The building’s origins and collections
The Institute of Mineralogy’s collections were originally housed inside the large Palazzo Poggi in conditions that forced Luigi Bombicci, a famous scientist and director of the facility since arriving in Bologna in 1860, to turn directly to the mayor in order to finally get the attention he was due. In his open letter dated 1890, he even attached an illustrative floor plan and requested a new building. It was a simple design – a U-shaped block – in which maximum space was set aside for the collections, while for the rest of the surface was occupied by a large lecture hall serving as the premises of the “Practical School”, a laboratory and the director’s office.
Bombicci also comprehensibly specified the need for proximity to the museum of geology (the Giovanni Capellini Geological Museum) in terms of both theme and space along Via Zamboni named “Sacra Via delle Scienze”, the sacred street of sciences.
The question remained undecided until 1894 when people started to talk about new premises on the north side of Piazza Minghetti, but this idea was not followed up either. In 1897, the Mineralogy building, together with Anatomy and Physics premises not far away, was one of the priorities taken into consideration by the so-called First Convention, ratified in 1899. On this occasion, a special Civil Engineering section was built under the guidance of the engineer Flavio Bastiani, who was also behind the architectural designs.

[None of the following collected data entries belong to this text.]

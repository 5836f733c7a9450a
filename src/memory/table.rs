use crate::error::OutOfRange;
use crate::memory::{Bank, Range};

use std::sync::atomic::{AtomicU8, AtomicU16, Ordering};

/// Number of addressable cells per bank (the full 16 bit Modbus address space).
pub const CAPACITY: usize = 0x1_0000;

/// Borrowed view of one bank.
enum Cells<'a> {
    Bits(&'a [AtomicU8]),
    Words(&'a [AtomicU16]),
}

impl Cells<'_> {
    fn load(&self, idx: usize) -> u16 {
        match self {
            Cells::Bits(c) => c[idx].load(Ordering::Relaxed) as u16,
            Cells::Words(c) => c[idx].load(Ordering::Relaxed),
        }
    }

    fn store(&self, idx: usize, value: u16) {
        match self {
            Cells::Bits(c) => c[idx].store((value != 0) as u8, Ordering::Relaxed),
            Cells::Words(c) => c[idx].store(value, Ordering::Relaxed),
        }
    }
}

fn bits(capacity: usize) -> Box<[AtomicU8]> {
    (0..capacity).map(|_| AtomicU8::new(0)).collect()
}

fn words(capacity: usize) -> Box<[AtomicU16]> {
    (0..capacity).map(|_| AtomicU16::new(0)).collect()
}

/// Register storage shared by the simulator and all listeners.
///
/// Every cell is an atomic of its own. Single cell reads and writes never
/// tear, but nothing orders a client write against a simulator tick landing
/// on the same cell: whichever store happens last wins. Multi-cell reads may
/// observe a mix of values from before and after a tick.
#[derive(Debug)]
pub struct RegisterTable {
    capacity: usize,
    discrete_inputs: Box<[AtomicU8]>,
    coils: Box<[AtomicU8]>,
    input_registers: Box<[AtomicU16]>,
    holding_registers: Box<[AtomicU16]>,
}

impl Default for RegisterTable {
    fn default() -> Self {
        Self::new()
    }
}

impl RegisterTable {
    pub fn new() -> Self {
        Self::with_capacity(CAPACITY)
    }

    pub fn with_capacity(capacity: usize) -> Self {
        Self {
            capacity,
            discrete_inputs: bits(capacity),
            coils: bits(capacity),
            input_registers: words(capacity),
            holding_registers: words(capacity),
        }
    }

    pub fn capacity(&self) -> usize {
        self.capacity
    }

    fn cells(&self, bank: Bank) -> Cells<'_> {
        match bank {
            Bank::DiscreteInput => Cells::Bits(&self.discrete_inputs),
            Bank::Coil => Cells::Bits(&self.coils),
            Bank::InputRegister => Cells::Words(&self.input_registers),
            Bank::HoldingRegister => Cells::Words(&self.holding_registers),
        }
    }

    pub fn check(&self, bank: Bank, range: &Range) -> Result<(), OutOfRange> {
        if range.within(self.capacity) {
            Ok(())
        } else {
            Err(OutOfRange {
                bank,
                range: *range,
                capacity: self.capacity,
            })
        }
    }

    /// Set the startup value of a cell. Meant to be called before any
    /// listener serves the table.
    pub fn init(&self, bank: Bank, address: usize, value: u16) -> Result<(), OutOfRange> {
        self.write(bank, address, value)
    }

    pub fn read(&self, bank: Bank, address: usize) -> Result<u16, OutOfRange> {
        self.check(bank, &Range::new(address, 1))?;
        Ok(self.cells(bank).load(address))
    }

    pub fn write(&self, bank: Bank, address: usize, value: u16) -> Result<(), OutOfRange> {
        self.check(bank, &Range::new(address, 1))?;
        self.cells(bank).store(address, value);
        Ok(())
    }

    /// Read a contiguous range. Fails without reading anything if any part of
    /// the range lies outside the bank.
    pub fn read_range(&self, bank: Bank, range: &Range) -> Result<Vec<u16>, OutOfRange> {
        self.check(bank, range)?;
        let cells = self.cells(bank);
        Ok((range.start..range.end).map(|idx| cells.load(idx)).collect())
    }

    /// Write a contiguous range starting at `start`. Fails without writing
    /// anything if any part of the range lies outside the bank.
    pub fn write_range(&self, bank: Bank, start: usize, values: &[u16]) -> Result<(), OutOfRange> {
        self.check(bank, &Range::new(start, values.len()))?;
        let cells = self.cells(bank);
        for (idx, value) in (start..).zip(values.iter()) {
            cells.store(idx, *value);
        }
        Ok(())
    }

    /// Atomic `(current AND and_mask) OR (or_mask AND NOT and_mask)` on a
    /// holding register. Returns the new value.
    pub fn mask_write(&self, address: usize, and_mask: u16, or_mask: u16) -> Result<u16, OutOfRange> {
        self.check(Bank::HoldingRegister, &Range::new(address, 1))?;
        let apply = |v: u16| (v & and_mask) | (or_mask & !and_mask);
        let prev = self.holding_registers[address]
            .fetch_update(Ordering::Relaxed, Ordering::Relaxed, |v| Some(apply(v)))
            .unwrap_or_else(|v| v);
        Ok(apply(prev))
    }
}
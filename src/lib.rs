//! Modbus server simulator.
//!
//! A [`memory::RegisterTable`] holds the four Modbus banks and is shared by
//! the TCP and RTU listeners of an [`instance::TransportManager`]. A
//! [`sim::Simulator`], driven by a [`sim::Ticker`], cycles configured cells
//! through their value sequences so clients observe changing data.

pub mod config;
pub mod error;
pub mod instance;
pub mod memory;
pub mod net;
pub mod sim;
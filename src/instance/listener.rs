use crate::net::Transport;

use tokio::sync::watch;
use tokio::task::JoinHandle;

/// Lifecycle of one listener. `Stopped` is terminal.
#[derive(Debug, Clone, Copy, PartialEq, Eq)]
pub enum State {
    Unstarted,
    Listening,
    Stopped,
}

pub struct Listener {
    transport: Transport,
    state: State,
    handle: Option<JoinHandle<Result<(), anyhow::Error>>>,
    shutdown: Option<watch::Sender<bool>>,
}

impl Listener {
    pub fn new(transport: Transport) -> Self {
        Self {
            transport,
            state: State::Unstarted,
            handle: None,
            shutdown: None,
        }
    }

    /// Current state. A listener whose task ended by itself reads as `Stopped`.
    pub fn state(&self) -> State {
        match (&self.state, &self.handle) {
            (State::Listening, Some(handle)) if handle.is_finished() => State::Stopped,
            (state, _) => *state,
        }
    }

    pub(crate) fn listening(
        &mut self,
        handle: JoinHandle<Result<(), anyhow::Error>>,
        shutdown: Option<watch::Sender<bool>>,
    ) {
        self.state = State::Listening;
        self.handle = Some(handle);
        self.shutdown = shutdown;
    }

    pub(crate) fn failed(&mut self) {
        self.state = State::Stopped;
    }

    /// Abort the serve task and wait for it to go away.
    pub(crate) async fn stop(&mut self) {
        if let Some(shutdown) = self.shutdown.take() {
            let _ = shutdown.send(true);
        }
        let handle = self.handle.take();
        self.state = match self.state {
            State::Unstarted => State::Unstarted,
            _ => State::Stopped,
        };

        let Some(handle) = handle else {
            return;
        };

        let res = if handle.is_finished() {
            handle.await
        } else {
            handle.abort();
            handle.await
        };

        match res {
            Ok(Ok(_)) => tracing::info!("{} listener stopped", self.transport),
            Ok(Err(e)) => tracing::debug!("{} listener had already failed. [{}]", self.transport, e),
            Err(e) if e.is_cancelled() => tracing::info!("{} listener stopped", self.transport),
            Err(e) => tracing::error!("{} listener panicked. [{}]", self.transport, e),
        }
    }
}

impl Drop for Listener {
    fn drop(&mut self) {
        if let Some(handle) = self.handle.take() {
            handle.abort();
        }
    }
}
use serde::{Deserialize, Serialize};
use std::fmt::Display;

/// The four Modbus data banks.
#[derive(Deserialize, Serialize, Debug, Clone, Copy, PartialEq, Eq, PartialOrd, Ord, Hash)]
#[serde(rename_all = "snake_case")]
pub enum Bank {
    DiscreteInput,
    Coil,
    InputRegister,
    HoldingRegister,
}

impl Bank {
    pub const ALL: [Bank; 4] = [
        Bank::DiscreteInput,
        Bank::Coil,
        Bank::InputRegister,
        Bank::HoldingRegister,
    ];

    /// Single-bit banks store 0 or 1 per cell.
    pub fn is_bit(&self) -> bool {
        matches!(self, Bank::DiscreteInput | Bank::Coil)
    }

    /// Normalise a value to the native width of the bank.
    pub fn normalize(&self, value: u16) -> u16 {
        if self.is_bit() {
            (value != 0) as u16
        } else {
            value
        }
    }
}

impl Display for Bank {
    fn fmt(&self, f: &mut std::fmt::Formatter<'_>) -> std::fmt::Result {
        match self {
            Bank::DiscreteInput => f.write_str("discrete input"),
            Bank::Coil => f.write_str("coil"),
            Bank::InputRegister => f.write_str("input register"),
            Bank::HoldingRegister => f.write_str("holding register"),
        }
    }
}
mod bank;
mod range;
mod table;

pub use bank::Bank;
pub use range::Range;
pub use table::{CAPACITY, RegisterTable};
mod schedule;
mod ticker;

pub use schedule::{Schedule, Simulator};
pub use ticker::Ticker;
// Crate
use crate::error::{ConfigError, TransportError};
use crate::memory::RegisterTable;
use crate::net::{Service, Transport};

// External
use anyhow::anyhow;
use serde::{Deserialize, Serialize};
use std::fmt::Debug;
use std::future::Future;
use std::io;
use std::net::SocketAddr;
use std::pin::Pin;
use std::sync::Arc;
use std::task::{Context, Poll};
use tokio::io::{AsyncRead, AsyncWrite, ReadBuf};
use tokio::net::{TcpListener, TcpStream};
use tokio::sync::watch;
use tokio::task::JoinHandle;
use tokio_modbus::server::tcp::{Server as TcpServer, accept_tcp_connection};

#[derive(Serialize, Deserialize, Clone, Debug, PartialEq, Eq)]
#[serde(default)]
pub struct Config {
    /// The interface to listen on.
    pub ip: String,

    /// The port to listen on.
    pub port: u16,
}

impl Default for Config {
    fn default() -> Self {
        Self {
            ip: String::from("0.0.0.0"),
            port: 502,
        }
    }
}

impl Config {
    pub fn socket_addr(&self) -> Result<SocketAddr, ConfigError> {
        let addr = format!("{}:{}", self.ip, self.port);
        addr.parse().map_err(|_| ConfigError::InvalidSocketAddr(addr))
    }
}

pub(crate) async fn bind(config: &Config) -> Result<TcpListener, TransportError> {
    let addr = config.socket_addr()?;
    TcpListener::bind(addr)
        .await
        .map_err(|source| TransportError::TransportStart {
            addr: addr.to_string(),
            source,
        })
}

/// Connection stream that reads EOF once the listener is stopped, so the
/// per-connection tasks of the server end together with the listener.
struct Guarded {
    stream: TcpStream,
    closed: Option<Pin<Box<dyn Future<Output = ()> + Send>>>,
}

impl Guarded {
    fn new(stream: TcpStream, mut shutdown: watch::Receiver<bool>) -> Self {
        let closed = Box::pin(async move {
            // Also resolves when the sender is gone
            let _ = shutdown.wait_for(|stop| *stop).await;
        });
        Self {
            stream,
            closed: Some(closed),
        }
    }

    fn is_closed(&mut self, cx: &mut Context<'_>) -> bool {
        match self.closed.as_mut() {
            Some(closed) => {
                if closed.as_mut().poll(cx).is_ready() {
                    self.closed = None;
                    true
                } else {
                    false
                }
            }
            None => true,
        }
    }
}

impl Debug for Guarded {
    fn fmt(&self, f: &mut std::fmt::Formatter<'_>) -> std::fmt::Result {
        f.debug_struct("Guarded")
            .field("stream", &self.stream)
            .field("closed", &self.closed.is_none())
            .finish()
    }
}

impl AsyncRead for Guarded {
    fn poll_read(
        mut self: Pin<&mut Self>,
        cx: &mut Context<'_>,
        buf: &mut ReadBuf<'_>,
    ) -> Poll<io::Result<()>> {
        if self.is_closed(cx) {
            return Poll::Ready(Ok(()));
        }
        Pin::new(&mut self.stream).poll_read(cx, buf)
    }
}

impl AsyncWrite for Guarded {
    fn poll_write(
        mut self: Pin<&mut Self>,
        cx: &mut Context<'_>,
        buf: &[u8],
    ) -> Poll<io::Result<usize>> {
        if self.is_closed(cx) {
            return Poll::Ready(Err(io::ErrorKind::BrokenPipe.into()));
        }
        Pin::new(&mut self.stream).poll_write(cx, buf)
    }

    fn poll_flush(mut self: Pin<&mut Self>, cx: &mut Context<'_>) -> Poll<io::Result<()>> {
        Pin::new(&mut self.stream).poll_flush(cx)
    }

    fn poll_shutdown(mut self: Pin<&mut Self>, cx: &mut Context<'_>) -> Poll<io::Result<()>> {
        Pin::new(&mut self.stream).poll_shutdown(cx)
    }
}

/// Serve the table on an already bound listener until the task is aborted or
/// accepting fails. Open connections are closed once `shutdown` turns true.
pub(crate) fn spawn(
    listener: TcpListener,
    table: Arc<RegisterTable>,
    shutdown: watch::Receiver<bool>,
) -> JoinHandle<Result<(), anyhow::Error>> {
    let server = TcpServer::new(listener);
    tokio::task::spawn(async move {
        let new_service = |_socket_addr| Ok(Some(Service::new(Transport::Tcp, table.clone())));
        let on_connected = |stream: TcpStream, socket_addr: SocketAddr| {
            let shutdown = shutdown.clone();
            async move {
                tracing::debug!("TCP: Connection from {}", socket_addr);
                accept_tcp_connection(stream, socket_addr, new_service).map(|accepted| {
                    accepted.map(|(service, stream)| (service, Guarded::new(stream, shutdown)))
                })
            }
        };
        let on_process_error = |err| {
            tracing::warn!("TCP: Server processing failed. [{}]", err);
        };
        server
            .serve(&on_connected, on_process_error)
            .await
            .map_err(|e| {
                tracing::error!("TCP: Serving stopped. [{}]", e);
                anyhow!("{}", e)
            })
    })
}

The premises soon proved to be insufficient after completion of the complex and its initial development. An adjacent property in Via Zamboni became free in 1936 and was demolished to allow the enlargement. Then came the war, and several rooms were damaged. In 1951, repairs to the roofing and walls were carried out and it was necessary to wait until 1954 to see the fifth road section on the south side to be integrated thanks to a new building erected by the Civil Engineers.
In 1966, the complex grew, taking over all the areas still free on the Via Irnerio side with building work, which this time were professedly non-mimetic.
Sources
Università di Bologna. Palazzi e luoghi del sapere, a cura di Andrea Bacchi e Marta Forlai, Bologna, BUP, 2019.
I nuovi Istituti Scientifici dell’Ateneo Bolognese, Memoria di Flavio Bastiani, Roma, Stabilimento Tipo-litografico del Genio Civile, 1907.
Ghigi, A., Lo sviluppo edilizio dell'università di Bologna, Roma, Fratelli Palombi, 1941.